Alguns fósseis registam a evolução de alguns apêndices que marcam a “transição do meio aquático para o meio terrestre”, ou seja, o possível desenvolvimento de membros a partir de barbatanas. Um artigo agora recentemente publicado na revista científica«Developmental Cell» refere que a evolução de extremidades ocorreu devido à aquisição de novos elementos (no DNA) que ativam determinados genes.

Renata Freitas, atualmente investigadora do IBMC e primeira autora do estudo, explicou ao jornal «Ciência Hoje» que um fóssil descoberto na Antártida evidencia um passo evolutivo de apêndices locomotores nos peixes, “ao ter desenvolvido uma parte dérmica”.

Hoje, existem “ ‘fósseis vivos’ [organismos de grupos biológicos atuais que são morfologicamente muito similares a organismos dos quais há conhecimento no registo fóssil] com barbatanas já parecidas com os nossos membros” – os celacantos –, asseverou a cientista.Já se sabia que o gene hoxd13 tinha uma expressão diferente aquando da formação da cauda, da barbatana e outras extremidades e, foi nesse contexto que a equipa de Renata Freitas decidiu explorar o que desencadeara esse processo evolutivo. “Decidimos aumentar artificialmente a quantidade do hoxd13 no peixe-zebra (Danio rerio) e o resultado mostrou-nos um crescimento anormal do osso”, na zona das barbatanas do animal. Mais do que isso, provou que aumentando a expressão do gene, podem transformar-se em estruturas semelhantes a patas nos tetrápodes.

Criar novos membros em humanos“Durante a evolução, o gene pode ter sido modelado de forma a haver mais cópias desse transcrito – o que foi formando o osso”, assinalou ainda a bióloga, acrescentando que esta descoberta tem implicações várias importantes e uma delas é o fato de no futuro poder “permitir a criação de novos membros em seres humanos”. No entanto, sublinha que esta teoria apenas poderá ser integrada“num cenário longínquo”.

No genoma existe uma parte que codifica proteínas e outra não codificante. As regiões conservadas regulam determinados genes e a estas chamam-se de ‘acentuassomos’ (também chamados de ‘enhancers’).
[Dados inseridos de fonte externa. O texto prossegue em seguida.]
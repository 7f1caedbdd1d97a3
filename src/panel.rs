use crate::canon;
use crate::card::{BookCard, InsightState};
use crate::cli::InsightArgs;
use crate::insight::{InsightClient, InsightConfig};

/// Run one card's insight request against the real adapter and print the
/// panel. On failure nothing is printed beyond the adapter's error log; the
/// card simply ends up without a record, as in the UI.
pub async fn run(args: InsightArgs) -> anyhow::Result<()> {
    let book =
        canon::find(&args.book).ok_or_else(|| anyhow::anyhow!("unknown book: {}", args.book))?;

    let mut config = InsightConfig::from_env();
    if let Some(base_url) = args.base_url {
        config.base_url = base_url;
    }
    if let Some(model) = args.model {
        config.model = model;
    }

    tracing::info!(book = book.name, model = %config.model, "request book insight");
    let client = InsightClient::new(config)?;

    let mut card = BookCard::new(book);
    card.request_insight(&client).await;

    if let InsightState::Ready {
        insight,
        visible: true,
    } = card.insight_state()
    {
        println!("{} ({})", book.zh_name, book.name);
        println!("AI 簡介: {}", insight.summary);
        println!("金句: 「{}」", insight.key_verse);
    }

    Ok(())
}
Na segunda etapa da investigação verificou-se que quando os ‘acentuassomos’ – sequência específica de nucleótidos DNA ao qual se podem ligar proteínas que aumentam os níveis de transcrição –, que existem em tetrápodes, são colocados em peixes, têm a mesma função e a regulação está conservada. “Quando os ‘enhancers’ são colocados em peixes, conseguem controlar os níveis de expressão gênica e formar novas estruturas”, continuou.

O estudo torna-se importante na área da biologia evolutiva, porque fornece evidências significativas sobre as mutações que converteram barbatanas em membros nos tetrápodes.